If Shrewsbury was a place to and from which came and went many fast coaches, it certainly sent forth one coach that was phenomenally slow. The “Shrewsbury and Chester Highflyer,” at the beginning of the nineteenth century, was very much less of a flyer than might have been expected from its name.

Those two places are forty miles apart. The “Highflyer” set out from Shrewsbury at eight o’clock in the morning, and arrived at Chester, under favourable circumstances, at the same hour in the evening. This snail-like crawl of little over three miles an hour is so remarkable that it invites investigation, whereupon some extraordinary things are revealed. At Wrexham, for example, two hours were allowed for dinner, and if his passengers wanted to linger over another bottle, Billy Williams, the coachman, who had looked in at the coffee-room door to announce the starting, would affably say, “Don’t let me disturb you, gentlemen.”

“Billy Williams,” as he was to one class, “Mr. William Williams” to another, “Chester Billy” and “Shrewsbury Billy” to the rest, was—need it be said?—a Welshman, and if any one wished for a little extra time in which to see Wrexham Church and its tower—one of the “wonders of Wales”—his patriotic ardour could not withstand the application for a further halt. Then, when Ellesmere was reached, another long stop was made to sample the cwrw da, the famous ale of that place; and, in fact, stops anywhere and everywhere, so that the wonder was, not that the journey occupied twelve hours, but that it did not take twenty-four. It must, indeed, have required some sharp driving, between whiles, to perform the distance in a dozen hours, and it was probably during one of these spurts that another coachman—one Jem Robins—was killed by being crushed under the coach when on one occasion it was overturned at an abrupt corner.

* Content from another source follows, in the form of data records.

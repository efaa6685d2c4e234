//! Record overview: aggregate score, per-call links and final decision

use super::{humanize, number, text_or_dash, Element, Node, Surface, Target, DASH};
use callqa_common::models::{CallReference, RecordDoc, DECISION_CATEGORIES};
use callqa_common::scoring::MAX_SCORE;

pub const NOT_PROCESSED: &str = "Not processed yet";
pub const LOAD_FAILED: &str = "Failed to load record";

/// Dashboard page for one call of a record
pub fn call_page_url(call: &CallReference) -> String {
    format!(
        "/index.html?rid={}&call={}",
        urlencoding::encode(&call.record_id),
        urlencoding::encode(&call.call_id)
    )
}

fn header(record: &RecordDoc) -> Node {
    let agg = &record.aggregate;
    let total = agg.total_score.unwrap_or(0.0);
    let max = agg.max_score.unwrap_or(MAX_SCORE);
    Element::new("div")
        .class("aggregate")
        .child(Element::new("div").text(format!("{} / {} Total", number(total), number(max))))
        .child(Element::new("div").text(format!(
            "{}% Score",
            number(agg.percentage.unwrap_or(0.0))
        )))
        .child(Element::new("div").text(text_or_dash(agg.category.as_deref())))
        .into()
}

fn calls(record: &RecordDoc, record_id: &str) -> Node {
    Element::new("ul")
        .class("record-calls")
        .children(record.calls.iter().filter_map(|call| {
            let index = number(call.index?);
            let duration = call
                .duration_sec
                .map(callqa_common::time_format::format_mmss)
                .unwrap_or_else(|| DASH.to_string());
            let url = call_page_url(&CallReference::new(record_id, index.as_str()));
            Some(
                Element::new("li").child(
                    Element::new("a")
                        .attr("href", url)
                        .text(format!("Call {} ({})", index, duration)),
                ),
            )
        }))
        .into()
}

fn decision(record: &RecordDoc) -> Vec<Node> {
    let mut nodes = vec![Element::new("h3").text("Final Decision").into()];
    for category in DECISION_CATEGORIES {
        let issues = record.decision_issues(category);
        if issues.is_empty() {
            continue;
        }
        let items = issues.into_iter().map(|issue| {
            let text = match issue.details {
                Some(details) => format!("{}: {}", issue.issue, details),
                None => issue.issue,
            };
            Element::new("li").text(text)
        });
        let count = items.len();
        nodes.push(
            Element::new("div")
                .class("decision")
                .attr("data-category", *category)
                .child(Element::new("b").text(*category))
                .child(Element::new("span").class("badge").text(count.to_string()))
                .child(Element::new("ul").children(items))
                .into(),
        );
    }
    nodes
}

/// Overview of a record, or the "not processed" state
pub fn render(record: &RecordDoc, record_id: &str) -> Vec<Node> {
    if !record.is_processed() {
        return vec![Element::new("p").class("no-data").text(NOT_PROCESSED).into()];
    }

    let id = record.id.as_deref().unwrap_or(record_id);
    let mut nodes = vec![
        Element::new("h2").text(format!("Record: {}", id)).into(),
        header(record),
        Element::new("div")
            .class("breakdown")
            .children(record.aggregate.breakdown.iter().map(|(item, points)| {
                Element::new("div").text(format!("{}: {}", humanize(item), number(*points)))
            }))
            .into(),
        calls(record, id),
    ];
    nodes.extend(decision(record));
    nodes
}

pub fn draw(record: &RecordDoc, record_id: &str, surface: &mut dyn Surface) {
    surface.replace(Target::RecordOverview, render(record, record_id));
}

Billy Williams, however, made a peaceful end. He retired, or was retired by the railway’s usurpation of his line of country. He was what our grandfathers called an “original,” and a protégé of the Honourable Thomas Kenyon, at Pradoe, to whom he gave an excellent reason why horses should seem to go better at night.

“Hang me, Billy!” the honourable had exclaimed, “I’ve tried to account for it, but never could.”

“Why, I’m surprised at you,” said Billy; “do you mean you don’t know that?” “Why, of course I don’t,” replied the squire. “Well, then,” said Billy, “if you want to know the real reason, it’s because you’ve had your dinner.”

Billy was the hero of a story that long made a laughing-stock of him. The Honourable Thomas Kenyon was driving on one occasion to Chester races, but before setting out with his party from Pradoe thought that, as it was a particularly hot day, Billy might feel more comfortable if he exchanged his breeches and leather tops for lighter raiment. He accordingly told him to go upstairs and put on a pair of his own white trousers. Billy went up, and came back attired in a manner his host had never contemplated, for he had put the trousers on over the other garments!